Task material ::

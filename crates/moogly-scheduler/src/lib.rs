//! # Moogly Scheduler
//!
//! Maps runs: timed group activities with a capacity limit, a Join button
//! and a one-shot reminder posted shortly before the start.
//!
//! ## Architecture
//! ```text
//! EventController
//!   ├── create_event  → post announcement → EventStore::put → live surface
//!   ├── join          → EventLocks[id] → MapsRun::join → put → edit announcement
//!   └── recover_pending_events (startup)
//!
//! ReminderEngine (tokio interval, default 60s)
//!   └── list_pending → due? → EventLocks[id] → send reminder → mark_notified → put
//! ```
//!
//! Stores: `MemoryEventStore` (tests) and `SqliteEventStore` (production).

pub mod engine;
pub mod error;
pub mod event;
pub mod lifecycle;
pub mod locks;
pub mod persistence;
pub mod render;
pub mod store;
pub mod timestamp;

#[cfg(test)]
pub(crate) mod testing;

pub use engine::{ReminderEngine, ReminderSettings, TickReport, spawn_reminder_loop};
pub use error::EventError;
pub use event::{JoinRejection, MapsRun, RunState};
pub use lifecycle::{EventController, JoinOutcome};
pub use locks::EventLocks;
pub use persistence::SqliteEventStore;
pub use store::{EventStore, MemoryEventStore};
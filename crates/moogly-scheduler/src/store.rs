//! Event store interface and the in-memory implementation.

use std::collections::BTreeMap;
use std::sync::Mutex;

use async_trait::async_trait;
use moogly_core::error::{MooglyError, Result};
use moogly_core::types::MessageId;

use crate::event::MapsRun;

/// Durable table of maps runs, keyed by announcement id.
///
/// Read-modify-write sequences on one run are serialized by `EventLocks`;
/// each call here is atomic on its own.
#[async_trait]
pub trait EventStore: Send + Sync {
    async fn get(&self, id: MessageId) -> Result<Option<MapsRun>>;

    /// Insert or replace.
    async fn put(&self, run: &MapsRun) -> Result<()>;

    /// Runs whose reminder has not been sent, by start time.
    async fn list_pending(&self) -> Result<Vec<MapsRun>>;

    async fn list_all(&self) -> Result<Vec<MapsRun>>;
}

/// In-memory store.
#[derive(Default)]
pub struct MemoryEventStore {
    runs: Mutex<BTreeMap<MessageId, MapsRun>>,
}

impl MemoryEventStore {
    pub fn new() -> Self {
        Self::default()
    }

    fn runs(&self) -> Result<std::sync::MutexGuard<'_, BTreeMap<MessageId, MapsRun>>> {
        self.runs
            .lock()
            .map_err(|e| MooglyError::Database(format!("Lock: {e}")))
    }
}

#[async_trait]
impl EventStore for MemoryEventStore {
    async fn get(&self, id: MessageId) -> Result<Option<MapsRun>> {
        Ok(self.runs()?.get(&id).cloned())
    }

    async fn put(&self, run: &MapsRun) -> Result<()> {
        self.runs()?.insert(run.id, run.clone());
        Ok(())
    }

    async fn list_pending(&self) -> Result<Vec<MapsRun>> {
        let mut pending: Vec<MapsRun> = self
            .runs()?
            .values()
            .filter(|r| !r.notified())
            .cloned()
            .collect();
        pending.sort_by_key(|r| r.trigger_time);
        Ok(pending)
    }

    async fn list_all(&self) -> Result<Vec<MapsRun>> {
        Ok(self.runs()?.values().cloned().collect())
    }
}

To do :: Please return each line of the listing above that contains "MessageId".

Answer below ::
use moogly_core::types::MessageId;
    async fn get(&self, id: MessageId) -> Result<Option<MapsRun>>;
    runs: Mutex<BTreeMap<MessageId, MapsRun>>,
    fn runs(&self) -> Result<std::sync::MutexGuard<'_, BTreeMap<MessageId, MapsRun>>> {
    async fn get(&self, id: MessageId) -> Result<Option<MapsRun>> {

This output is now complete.